## [Assigned task]
Filter the listing for lines containing "static".

─── Supplied records

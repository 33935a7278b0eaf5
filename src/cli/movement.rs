//! Movement management commands
//!
//! CLI handlers for adding, listing, and deleting movements outside the TUI.

use anyhow::{anyhow, bail, Result};
use chrono::{Local, NaiveDate};
use clap::Subcommand;

use crate::display::{format_movement_table, format_summary_table};
use crate::models::{CheckDetail, Money, Movement, MovementKind, PaymentMethod};
use crate::register::{running_balance, KindFilter, RegisterFilter, RegisterView};
use crate::services::{MovementInput, MovementService};
use crate::store::DocumentStore;

/// Movement management commands
#[derive(Subcommand)]
pub enum MovementCommands {
    /// Add a new movement
    Add {
        /// Description of the movement
        description: String,
        /// Amount (e.g. 1234.56), always positive
        amount: String,
        /// Record an expense instead of an income
        #[arg(short = 'x', long)]
        expense: bool,
        /// Payment method: cash, transfer, card, check, other
        #[arg(short, long, default_value = "cash")]
        method: String,
        /// Business date (YYYY-MM-DD), defaults to today
        #[arg(short, long)]
        date: Option<String>,
        /// Check number (check method only)
        #[arg(long)]
        check_number: Option<String>,
        /// Check issuer (check method only)
        #[arg(long)]
        check_issuer: Option<String>,
    },
    /// List movements with totals and breakdown
    List {
        /// One business day (YYYY-MM-DD)
        #[arg(short, long, conflicts_with_all = ["month", "all"])]
        date: Option<String>,
        /// One calendar month (YYYY-MM)
        #[arg(short, long, conflicts_with = "all")]
        month: Option<String>,
        /// The entire history
        #[arg(short, long)]
        all: bool,
        /// Free-text filter on description or amount
        #[arg(short, long)]
        filter: Option<String>,
        /// Restrict to one kind: income or expense
        #[arg(short, long)]
        kind: Option<String>,
    },
    /// Delete a movement after confirmation
    Delete {
        /// Movement id (as shown by `movement list --all`, e.g. mov-1a2b3c4d)
        id: String,
        /// Skip the confirmation prompt
        #[arg(short, long)]
        yes: bool,
    },
}

/// Handle a movement subcommand
pub fn handle_movement_command(store: &dyn DocumentStore, cmd: MovementCommands) -> Result<()> {
    let service = MovementService::new(store);

    match cmd {
        MovementCommands::Add {
            description,
            amount,
            expense,
            method,
            date,
            check_number,
            check_issuer,
        } => {
            let amount =
                Money::parse(&amount).map_err(|_| anyhow!("Amount must be a number"))?;
            let payment_method = PaymentMethod::from_label(&method)
                .ok_or_else(|| anyhow!("Unknown payment method: {}", method))?;
            let date = parse_date_or_today(date.as_deref())?;

            let check_detail = if check_number.is_some() || check_issuer.is_some() {
                if payment_method != PaymentMethod::Check {
                    bail!("Check details are only valid with --method check");
                }
                Some(CheckDetail {
                    number: check_number.unwrap_or_default(),
                    issuer: check_issuer.unwrap_or_default(),
                    issue_date: Some(date),
                    due_date: None,
                })
            } else {
                None
            };

            let movement = service.create(MovementInput {
                description,
                amount,
                kind: if expense {
                    MovementKind::Expense
                } else {
                    MovementKind::Income
                },
                payment_method,
                check_detail,
                date,
            })?;

            println!("Added {} ({})", movement.description, movement.id);
        }

        MovementCommands::List {
            date,
            month,
            all,
            filter,
            kind,
        } => {
            let movements = fetch_window(&service, date.as_deref(), month.as_deref(), all)?;

            let mut register_filter = RegisterFilter::new();
            if let Some(text) = filter {
                register_filter = register_filter.text(text);
            }
            if let Some(kind) = kind {
                register_filter = register_filter.kind(parse_kind_filter(&kind)?);
            }

            let view = RegisterView::compute(&movements, &register_filter);
            println!("{}", format_movement_table(&view.rows));
            println!();
            println!("{}", format_summary_table(&view.totals, &view.breakdown));

            // The daily view also reports the running balance
            if let Some(date) = date.as_deref() {
                let as_of: NaiveDate = date.parse()?;
                let history = service.fetch_up_to(as_of)?;
                println!();
                println!("Running balance: {}", running_balance(&history, as_of));
            }
        }

        MovementCommands::Delete { id, yes } => {
            let movement = find_movement(&service, &id)?;

            if !yes && !confirm_delete(&movement)? {
                println!("Aborted.");
                return Ok(());
            }

            service.delete(movement.id)?;
            println!("Deleted {} ({})", movement.description, movement.id);
        }
    }

    Ok(())
}

/// Fetch the window selected by the list/export flags (default: today)
pub fn fetch_window(
    service: &MovementService,
    date: Option<&str>,
    month: Option<&str>,
    all: bool,
) -> Result<Vec<Movement>> {
    if all {
        return Ok(service.fetch_all()?);
    }
    if let Some(month) = month {
        let first = format!("{}-01", month)
            .parse::<NaiveDate>()
            .map_err(|_| anyhow!("Invalid month: {} (use YYYY-MM)", month))?;
        return Ok(service.fetch_month(first)?);
    }
    let date = parse_date_or_today(date)?;
    Ok(service.fetch_day(date)?)
}

fn parse_date_or_today(date: Option<&str>) -> Result<NaiveDate> {
    match date {
        Some(raw) => raw
            .parse()
            .map_err(|_| anyhow!("Invalid date: {} (use YYYY-MM-DD)", raw)),
        None => Ok(Local::now().date_naive()),
    }
}

fn parse_kind_filter(raw: &str) -> Result<KindFilter> {
    match raw.to_ascii_lowercase().as_str() {
        "income" => Ok(KindFilter::Income),
        "expense" => Ok(KindFilter::Expense),
        "all" => Ok(KindFilter::All),
        other => Err(anyhow!("Unknown kind: {} (use income or expense)", other)),
    }
}

/// Resolve a movement from its (possibly abbreviated) id
fn find_movement(service: &MovementService, id: &str) -> Result<Movement> {
    let movements = service.fetch_all()?;
    let needle = id.strip_prefix("mov-").unwrap_or(id);

    let mut matches: Vec<Movement> = movements
        .into_iter()
        .filter(|m| m.id.as_uuid().to_string().starts_with(needle))
        .collect();

    match matches.len() {
        0 => bail!("Movement not found: {}", id),
        1 => Ok(matches.swap_remove(0)),
        _ => bail!("Ambiguous movement id: {}", id),
    }
}

fn confirm_delete(movement: &Movement) -> Result<bool> {
    println!(
        "Delete movement '{}' ({}, {})? [y/N]",
        movement.description,
        movement.date,
        movement.amount_display()
    );
    let mut answer = String::new();
    std::io::stdin().read_line(&mut answer)?;
    Ok(matches!(answer.trim(), "y" | "Y" | "yes"))
}
//! Document store abstraction
//!
//! The register treats persistence as an external collaborator: a generic
//! document store addressed by collection name, with list/create/update/delete
//! operations. The store owns the authoritative data set; everything held in
//! memory by the application is a read-through cache.
//!
//! Failures carry a transient/permanent distinction so the caller can decide
//! whether a retry makes sense.

pub mod file;
pub mod file_io;
pub mod memory;

pub use file::FileStore;
pub use memory::MemoryStore;

use chrono::NaiveDate;
use serde_json::Value;
use thiserror::Error;
use uuid::Uuid;

use crate::error::CajaError;

/// Field map of a stored document
pub type Fields = serde_json::Map<String, Value>;

/// A document as returned by the store: opaque id plus its fields
#[derive(Debug, Clone)]
pub struct Document {
    pub id: Uuid,
    pub fields: Fields,
}

/// Predicates the store can evaluate server-side: equality on a discrete
/// field, range bounds on a date field (dates are stored as ISO-8601 strings,
/// so lexicographic comparison is date comparison).
#[derive(Debug, Clone)]
pub enum Filter {
    Eq { field: &'static str, value: Value },
    DateAtLeast { field: &'static str, value: NaiveDate },
    DateAtMost { field: &'static str, value: NaiveDate },
}

impl Filter {
    /// Evaluate this predicate against a document's fields
    pub fn matches(&self, fields: &Fields) -> bool {
        match self {
            Self::Eq { field, value } => fields.get(*field) == Some(value),
            Self::DateAtLeast { field, value } => match fields.get(*field).and_then(Value::as_str) {
                Some(s) => s >= value.to_string().as_str(),
                None => false,
            },
            Self::DateAtMost { field, value } => match fields.get(*field).and_then(Value::as_str) {
                Some(s) => s <= value.to_string().as_str(),
                None => false,
            },
        }
    }
}

/// Sort direction for `OrderBy`
#[derive(Debug, Clone, Copy, PartialEq, Eq)]
pub enum Order {
    Ascending,
    Descending,
}

/// Server-side ordering on one field
#[derive(Debug, Clone)]
pub struct OrderBy {
    pub field: &'static str,
    pub order: Order,
}

impl OrderBy {
    pub fn asc(field: &'static str) -> Self {
        Self {
            field,
            order: Order::Ascending,
        }
    }

    pub fn desc(field: &'static str) -> Self {
        Self {
            field,
            order: Order::Descending,
        }
    }
}

/// Errors raised by a document store
#[derive(Debug, Clone, Error)]
pub enum StoreError {
    /// The store could not be reached or the operation timed out; retrying
    /// the triggering action may succeed.
    #[error("store unavailable: {0}")]
    Unavailable(String),

    /// The store rejected the operation; retrying will not help.
    #[error("store rejected operation: {0}")]
    Rejected(String),

    /// No document with the given id exists in the collection.
    #[error("document not found: {0}")]
    NotFound(Uuid),
}

impl StoreError {
    /// Whether retrying the triggering action may succeed
    pub fn is_transient(&self) -> bool {
        matches!(self, Self::Unavailable(_))
    }
}

impl From<StoreError> for CajaError {
    fn from(err: StoreError) -> Self {
        match &err {
            StoreError::Unavailable(_) => CajaError::store_transient(err.to_string()),
            StoreError::Rejected(_) | StoreError::NotFound(_) => {
                CajaError::store_permanent(err.to_string())
            }
        }
    }
}

/// Result type for store operations
pub type StoreResult<T> = Result<T, StoreError>;

/// The persistence collaborator consumed by the register.
///
/// Every operation is a fallible boundary driven by the single-threaded event
/// loop; implementations must not assume calls arrive in any particular order
/// across independent user actions.
pub trait DocumentStore {
    /// List documents matching all given filters, optionally ordered by one
    /// field. With no ordering the result order is deterministic per store.
    fn list(
        &self,
        collection: &str,
        filters: &[Filter],
        order: Option<&OrderBy>,
    ) -> StoreResult<Vec<Document>>;

    /// Create a document; the store assigns and returns its id.
    fn create(&self, collection: &str, fields: Fields) -> StoreResult<Uuid>;

    /// Merge the given fields into an existing document.
    fn update(&self, collection: &str, id: Uuid, fields: Fields) -> StoreResult<()>;

    /// Remove a document. Deleting is immediate and irreversible.
    fn delete(&self, collection: &str, id: Uuid) -> StoreResult<()>;
}

/// Stable in-memory sort of documents by one field.
///
/// Shared by backends so that both apply identical ordering semantics.
pub(crate) fn sort_documents(docs: &mut [Document], order: &OrderBy) {
    let key = |doc: &Document| -> String {
        doc.fields
            .get(order.field)
            .map(|v| match v {
                Value::String(s) => s.clone(),
                other => other.to_string(),
            })
            .unwrap_or_default()
    };
    match order.order {
        Order::Ascending => docs.sort_by_key(key),
        Order::Descending => {
            docs.sort_by(|a, b| key(b).cmp(&key(a)));
        }
    }
}

#[cfg(test)]
mod tests {
    use super::*;
    use serde_json::json;

    fn fields(pairs: &[(&str, Value)]) -> Fields {
        pairs
            .iter()
            .map(|(k, v)| (k.to_string(), v.clone()))
            .collect()
    }

    #[test]
    fn test_eq_filter() {
        let f = fields(&[("kind", json!("income"))]);
        assert!(Filter::Eq {
            field: "kind",
            value: json!("income")
        }
        .matches(&f));
        assert!(!Filter::Eq {
            field: "kind",
            value: json!("expense")
        }
        .matches(&f));
    }

    #[test]
    fn test_date_range_filters() {
        let f = fields(&[("date", json!("2025-03-10"))]);
        let day = |d: u32| NaiveDate::from_ymd_opt(2025, 3, d).unwrap();

        assert!(Filter::DateAtLeast {
            field: "date",
            value: day(10)
        }
        .matches(&f));
        assert!(Filter::DateAtLeast {
            field: "date",
            value: day(1)
        }
        .matches(&f));
        assert!(!Filter::DateAtLeast {
            field: "date",
            value: day(11)
        }
        .matches(&f));
        assert!(Filter::DateAtMost {
            field: "date",
            value: day(10)
        }
        .matches(&f));
        assert!(!Filter::DateAtMost {
            field: "date",
            value: day(9)
        }
        .matches(&f));
    }

    #[test]
    fn test_missing_date_field_never_matches() {
        let f = fields(&[("kind", json!("income"))]);
        assert!(!Filter::DateAtLeast {
            field: "date",
            value: NaiveDate::from_ymd_opt(2025, 1, 1).unwrap()
        }
        .matches(&f));
    }

    #[test]
    fn test_sort_documents_stable() {
        let mut docs: Vec<Document> = ["b", "a", "b", "a"]
            .iter()
            .enumerate()
            .map(|(i, s)| Document {
                id: Uuid::new_v4(),
                fields: fields(&[("k", json!(s)), ("i", json!(i))]),
            })
            .collect();

        sort_documents(&mut docs, &OrderBy::asc("k"));

        let order: Vec<i64> = docs
            .iter()
            .map(|d| d.fields["i"].as_i64().unwrap())
            .collect();
        // Equal keys keep their original relative order
        assert_eq!(order, vec![1, 3, 0, 2]);
    }

    #[test]
    fn test_transient_classification() {
        assert!(StoreError::Unavailable("down".into()).is_transient());
        assert!(!StoreError::Rejected("bad".into()).is_transient());
        assert!(!StoreError::NotFound(Uuid::new_v4()).is_transient());
    }
}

──────

## [Response to this exercise]
    Eq { field: &'static str, value: Value },
    DateAtLeast { field: &'static str, value: NaiveDate },
    DateAtMost { field: &'static str, value: NaiveDate },
    pub field: &'static str,
    pub fn asc(field: &'static str) -> Self {
    pub fn desc(field: &'static str) -> Self {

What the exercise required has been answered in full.